• [Problem]: In the data that follows, count every line holding the string "Countries" and give the count alone.
──────── Extracted data ────────
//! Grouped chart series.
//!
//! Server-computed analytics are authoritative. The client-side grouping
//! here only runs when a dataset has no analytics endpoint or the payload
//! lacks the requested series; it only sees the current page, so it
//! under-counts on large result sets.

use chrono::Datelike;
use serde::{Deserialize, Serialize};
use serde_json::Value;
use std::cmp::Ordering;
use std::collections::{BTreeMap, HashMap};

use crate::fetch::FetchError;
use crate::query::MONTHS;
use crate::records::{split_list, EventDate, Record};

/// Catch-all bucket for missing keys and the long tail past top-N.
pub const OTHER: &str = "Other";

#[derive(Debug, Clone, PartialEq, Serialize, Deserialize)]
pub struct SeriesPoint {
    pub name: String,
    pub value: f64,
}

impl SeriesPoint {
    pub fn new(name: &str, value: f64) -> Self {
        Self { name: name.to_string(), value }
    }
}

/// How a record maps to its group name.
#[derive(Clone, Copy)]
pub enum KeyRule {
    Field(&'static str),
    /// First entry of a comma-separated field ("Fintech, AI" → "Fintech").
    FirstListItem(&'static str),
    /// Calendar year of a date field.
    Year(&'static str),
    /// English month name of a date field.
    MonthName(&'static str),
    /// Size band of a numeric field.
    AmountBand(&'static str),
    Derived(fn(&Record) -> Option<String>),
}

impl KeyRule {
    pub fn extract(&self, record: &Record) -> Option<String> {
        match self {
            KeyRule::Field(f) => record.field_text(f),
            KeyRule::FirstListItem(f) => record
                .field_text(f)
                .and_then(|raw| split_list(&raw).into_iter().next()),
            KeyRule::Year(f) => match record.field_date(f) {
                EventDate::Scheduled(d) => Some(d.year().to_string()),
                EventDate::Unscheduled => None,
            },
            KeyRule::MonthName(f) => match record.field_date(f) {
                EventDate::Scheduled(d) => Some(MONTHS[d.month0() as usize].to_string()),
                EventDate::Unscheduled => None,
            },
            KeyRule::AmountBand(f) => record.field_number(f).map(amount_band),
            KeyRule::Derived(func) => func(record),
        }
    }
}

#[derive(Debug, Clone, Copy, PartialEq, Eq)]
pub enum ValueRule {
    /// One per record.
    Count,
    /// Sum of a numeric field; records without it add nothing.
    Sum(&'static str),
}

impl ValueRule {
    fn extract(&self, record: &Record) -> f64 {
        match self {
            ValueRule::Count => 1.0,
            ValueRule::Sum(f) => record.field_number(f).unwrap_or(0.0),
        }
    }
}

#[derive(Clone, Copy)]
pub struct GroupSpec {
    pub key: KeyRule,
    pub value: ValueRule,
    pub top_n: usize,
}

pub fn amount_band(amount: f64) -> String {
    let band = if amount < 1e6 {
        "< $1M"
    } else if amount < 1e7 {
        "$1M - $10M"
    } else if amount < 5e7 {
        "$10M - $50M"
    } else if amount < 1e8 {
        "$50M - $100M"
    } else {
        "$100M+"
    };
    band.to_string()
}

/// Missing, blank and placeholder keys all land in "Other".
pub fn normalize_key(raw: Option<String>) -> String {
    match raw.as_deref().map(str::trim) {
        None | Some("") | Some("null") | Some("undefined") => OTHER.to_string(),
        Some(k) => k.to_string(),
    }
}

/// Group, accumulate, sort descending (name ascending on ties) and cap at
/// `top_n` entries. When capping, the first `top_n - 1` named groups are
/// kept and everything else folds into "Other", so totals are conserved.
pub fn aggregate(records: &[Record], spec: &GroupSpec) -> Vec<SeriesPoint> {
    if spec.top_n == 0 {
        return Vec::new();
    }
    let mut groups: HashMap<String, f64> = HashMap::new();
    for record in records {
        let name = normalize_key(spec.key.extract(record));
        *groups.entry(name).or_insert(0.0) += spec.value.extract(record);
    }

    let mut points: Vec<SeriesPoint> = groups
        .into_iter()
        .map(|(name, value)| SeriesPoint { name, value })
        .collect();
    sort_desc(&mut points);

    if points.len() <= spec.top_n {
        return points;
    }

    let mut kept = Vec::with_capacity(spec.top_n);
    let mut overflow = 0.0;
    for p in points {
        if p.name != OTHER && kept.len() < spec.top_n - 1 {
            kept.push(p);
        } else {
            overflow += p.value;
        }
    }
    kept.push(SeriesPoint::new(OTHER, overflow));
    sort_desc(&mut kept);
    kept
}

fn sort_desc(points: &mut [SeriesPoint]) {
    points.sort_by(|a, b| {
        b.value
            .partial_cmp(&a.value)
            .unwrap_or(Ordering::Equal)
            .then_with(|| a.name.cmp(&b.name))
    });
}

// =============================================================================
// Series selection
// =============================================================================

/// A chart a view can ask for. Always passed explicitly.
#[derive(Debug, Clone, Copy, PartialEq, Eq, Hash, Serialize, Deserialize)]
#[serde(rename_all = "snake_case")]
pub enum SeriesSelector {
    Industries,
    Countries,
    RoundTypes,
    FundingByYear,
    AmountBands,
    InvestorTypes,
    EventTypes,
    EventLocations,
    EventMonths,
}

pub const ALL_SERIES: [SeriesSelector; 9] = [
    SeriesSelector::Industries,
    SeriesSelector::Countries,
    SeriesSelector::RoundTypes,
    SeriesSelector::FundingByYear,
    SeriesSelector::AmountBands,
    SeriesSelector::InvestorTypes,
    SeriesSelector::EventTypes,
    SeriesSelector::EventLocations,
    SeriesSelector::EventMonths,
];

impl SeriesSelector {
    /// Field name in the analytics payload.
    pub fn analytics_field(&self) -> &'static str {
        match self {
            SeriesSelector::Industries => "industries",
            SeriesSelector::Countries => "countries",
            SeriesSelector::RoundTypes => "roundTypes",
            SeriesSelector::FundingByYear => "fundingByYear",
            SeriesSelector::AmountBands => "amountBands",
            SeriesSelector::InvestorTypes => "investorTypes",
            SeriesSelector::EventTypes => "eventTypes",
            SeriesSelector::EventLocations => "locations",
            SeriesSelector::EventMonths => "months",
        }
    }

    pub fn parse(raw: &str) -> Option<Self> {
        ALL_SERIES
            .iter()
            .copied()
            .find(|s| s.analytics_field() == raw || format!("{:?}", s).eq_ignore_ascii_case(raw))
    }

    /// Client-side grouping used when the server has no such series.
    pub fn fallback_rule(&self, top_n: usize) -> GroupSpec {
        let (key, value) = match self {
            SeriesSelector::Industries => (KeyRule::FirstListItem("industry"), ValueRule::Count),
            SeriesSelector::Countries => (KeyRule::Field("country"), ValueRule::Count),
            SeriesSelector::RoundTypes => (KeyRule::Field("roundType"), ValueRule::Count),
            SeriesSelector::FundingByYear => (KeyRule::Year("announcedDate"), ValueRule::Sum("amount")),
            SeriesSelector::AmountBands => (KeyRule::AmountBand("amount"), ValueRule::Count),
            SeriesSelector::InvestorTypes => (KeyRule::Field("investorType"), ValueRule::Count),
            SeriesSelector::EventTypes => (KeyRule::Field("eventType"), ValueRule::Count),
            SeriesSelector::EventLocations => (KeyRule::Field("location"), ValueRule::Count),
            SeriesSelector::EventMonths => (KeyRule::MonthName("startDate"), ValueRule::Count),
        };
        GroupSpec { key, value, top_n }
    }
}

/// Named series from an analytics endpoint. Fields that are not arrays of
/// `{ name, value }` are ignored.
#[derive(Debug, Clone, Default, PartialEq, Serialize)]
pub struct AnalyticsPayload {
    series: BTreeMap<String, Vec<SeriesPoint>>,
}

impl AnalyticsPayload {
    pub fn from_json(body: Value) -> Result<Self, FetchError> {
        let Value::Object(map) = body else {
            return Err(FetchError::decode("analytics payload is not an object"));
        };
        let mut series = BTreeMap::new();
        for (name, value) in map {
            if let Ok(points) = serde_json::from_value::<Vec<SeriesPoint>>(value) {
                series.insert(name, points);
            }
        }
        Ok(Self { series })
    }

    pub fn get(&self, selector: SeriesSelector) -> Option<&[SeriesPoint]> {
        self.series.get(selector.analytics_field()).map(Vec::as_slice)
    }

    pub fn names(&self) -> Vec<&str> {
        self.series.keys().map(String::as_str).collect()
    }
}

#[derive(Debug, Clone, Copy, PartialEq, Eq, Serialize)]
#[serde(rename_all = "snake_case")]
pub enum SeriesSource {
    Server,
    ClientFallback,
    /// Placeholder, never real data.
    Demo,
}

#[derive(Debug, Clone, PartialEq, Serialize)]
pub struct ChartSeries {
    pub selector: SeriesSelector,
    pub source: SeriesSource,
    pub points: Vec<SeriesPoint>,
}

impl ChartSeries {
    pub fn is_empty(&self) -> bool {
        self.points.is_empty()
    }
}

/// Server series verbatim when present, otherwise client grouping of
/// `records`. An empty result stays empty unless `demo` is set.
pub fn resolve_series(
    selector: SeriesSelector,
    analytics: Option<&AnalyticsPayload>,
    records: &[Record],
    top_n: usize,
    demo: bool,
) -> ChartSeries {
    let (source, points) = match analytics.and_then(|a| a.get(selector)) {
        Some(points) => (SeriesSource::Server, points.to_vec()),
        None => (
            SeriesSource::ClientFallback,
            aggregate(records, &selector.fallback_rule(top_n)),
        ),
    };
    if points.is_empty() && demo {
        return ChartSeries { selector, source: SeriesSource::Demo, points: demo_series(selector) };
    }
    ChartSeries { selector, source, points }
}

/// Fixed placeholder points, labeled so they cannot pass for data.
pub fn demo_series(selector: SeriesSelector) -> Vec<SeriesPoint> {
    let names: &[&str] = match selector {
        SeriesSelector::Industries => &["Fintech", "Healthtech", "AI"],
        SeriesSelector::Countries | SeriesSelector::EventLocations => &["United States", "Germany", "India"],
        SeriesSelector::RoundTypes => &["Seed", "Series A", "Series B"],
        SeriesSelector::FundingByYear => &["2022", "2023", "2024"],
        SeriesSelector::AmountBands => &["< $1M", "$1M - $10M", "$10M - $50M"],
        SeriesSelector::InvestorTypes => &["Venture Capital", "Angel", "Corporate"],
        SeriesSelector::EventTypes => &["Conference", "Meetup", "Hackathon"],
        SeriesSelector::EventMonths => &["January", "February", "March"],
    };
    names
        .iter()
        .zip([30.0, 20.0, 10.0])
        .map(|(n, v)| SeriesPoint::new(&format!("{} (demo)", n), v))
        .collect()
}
────────
• [Your solution]: 5